»»

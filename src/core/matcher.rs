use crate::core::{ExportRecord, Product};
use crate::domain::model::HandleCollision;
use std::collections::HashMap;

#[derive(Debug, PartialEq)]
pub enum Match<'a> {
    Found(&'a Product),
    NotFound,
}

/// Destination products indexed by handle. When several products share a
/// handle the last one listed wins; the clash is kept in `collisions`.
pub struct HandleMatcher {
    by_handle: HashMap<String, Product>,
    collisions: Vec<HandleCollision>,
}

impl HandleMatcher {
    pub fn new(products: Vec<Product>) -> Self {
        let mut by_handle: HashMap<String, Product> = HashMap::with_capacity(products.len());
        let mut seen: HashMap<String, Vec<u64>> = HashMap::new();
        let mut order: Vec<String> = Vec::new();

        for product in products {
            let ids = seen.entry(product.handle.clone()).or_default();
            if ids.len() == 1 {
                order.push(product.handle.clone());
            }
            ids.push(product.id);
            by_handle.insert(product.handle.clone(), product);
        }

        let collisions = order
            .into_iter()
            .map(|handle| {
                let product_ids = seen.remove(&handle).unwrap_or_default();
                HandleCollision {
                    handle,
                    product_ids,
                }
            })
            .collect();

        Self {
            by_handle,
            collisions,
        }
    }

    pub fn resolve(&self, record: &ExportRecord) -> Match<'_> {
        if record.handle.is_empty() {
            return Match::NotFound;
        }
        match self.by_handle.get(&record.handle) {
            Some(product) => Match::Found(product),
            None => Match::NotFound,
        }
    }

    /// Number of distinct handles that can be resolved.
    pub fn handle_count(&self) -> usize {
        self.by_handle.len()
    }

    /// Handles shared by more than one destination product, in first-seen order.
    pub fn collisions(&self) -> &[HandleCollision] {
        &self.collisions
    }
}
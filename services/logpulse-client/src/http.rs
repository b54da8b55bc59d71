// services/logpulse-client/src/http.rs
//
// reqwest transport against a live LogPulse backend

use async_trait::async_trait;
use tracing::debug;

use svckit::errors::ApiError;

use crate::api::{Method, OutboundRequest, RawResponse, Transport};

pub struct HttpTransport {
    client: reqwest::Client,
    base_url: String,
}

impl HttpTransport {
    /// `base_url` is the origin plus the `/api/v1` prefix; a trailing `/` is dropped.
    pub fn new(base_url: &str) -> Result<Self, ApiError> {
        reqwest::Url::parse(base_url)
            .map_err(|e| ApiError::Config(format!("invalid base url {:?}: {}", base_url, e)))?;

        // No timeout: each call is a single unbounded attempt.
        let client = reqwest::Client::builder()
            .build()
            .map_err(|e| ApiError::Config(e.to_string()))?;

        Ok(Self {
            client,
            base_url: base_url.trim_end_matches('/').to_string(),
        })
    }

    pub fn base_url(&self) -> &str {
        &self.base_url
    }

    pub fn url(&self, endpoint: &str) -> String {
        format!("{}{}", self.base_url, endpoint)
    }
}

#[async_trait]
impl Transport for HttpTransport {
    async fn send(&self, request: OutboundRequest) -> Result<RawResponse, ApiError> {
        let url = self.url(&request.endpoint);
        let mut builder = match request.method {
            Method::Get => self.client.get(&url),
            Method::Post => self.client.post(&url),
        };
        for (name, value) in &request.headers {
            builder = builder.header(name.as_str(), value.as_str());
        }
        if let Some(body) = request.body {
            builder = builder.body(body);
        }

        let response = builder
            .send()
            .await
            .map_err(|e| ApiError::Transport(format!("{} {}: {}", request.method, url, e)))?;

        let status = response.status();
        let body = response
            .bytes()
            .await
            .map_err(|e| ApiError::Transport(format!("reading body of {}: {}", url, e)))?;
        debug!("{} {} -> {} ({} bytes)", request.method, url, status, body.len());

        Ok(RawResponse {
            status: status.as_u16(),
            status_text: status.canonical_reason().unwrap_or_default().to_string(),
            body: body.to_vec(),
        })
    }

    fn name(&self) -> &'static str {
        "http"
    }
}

««

**PROBLEM:** For the string "core", show each line of the entries above where it occurs.

**REPLY TO THE TASK:**
filename src/core/matcher.rs
use crate::core::{ExportRecord, Product};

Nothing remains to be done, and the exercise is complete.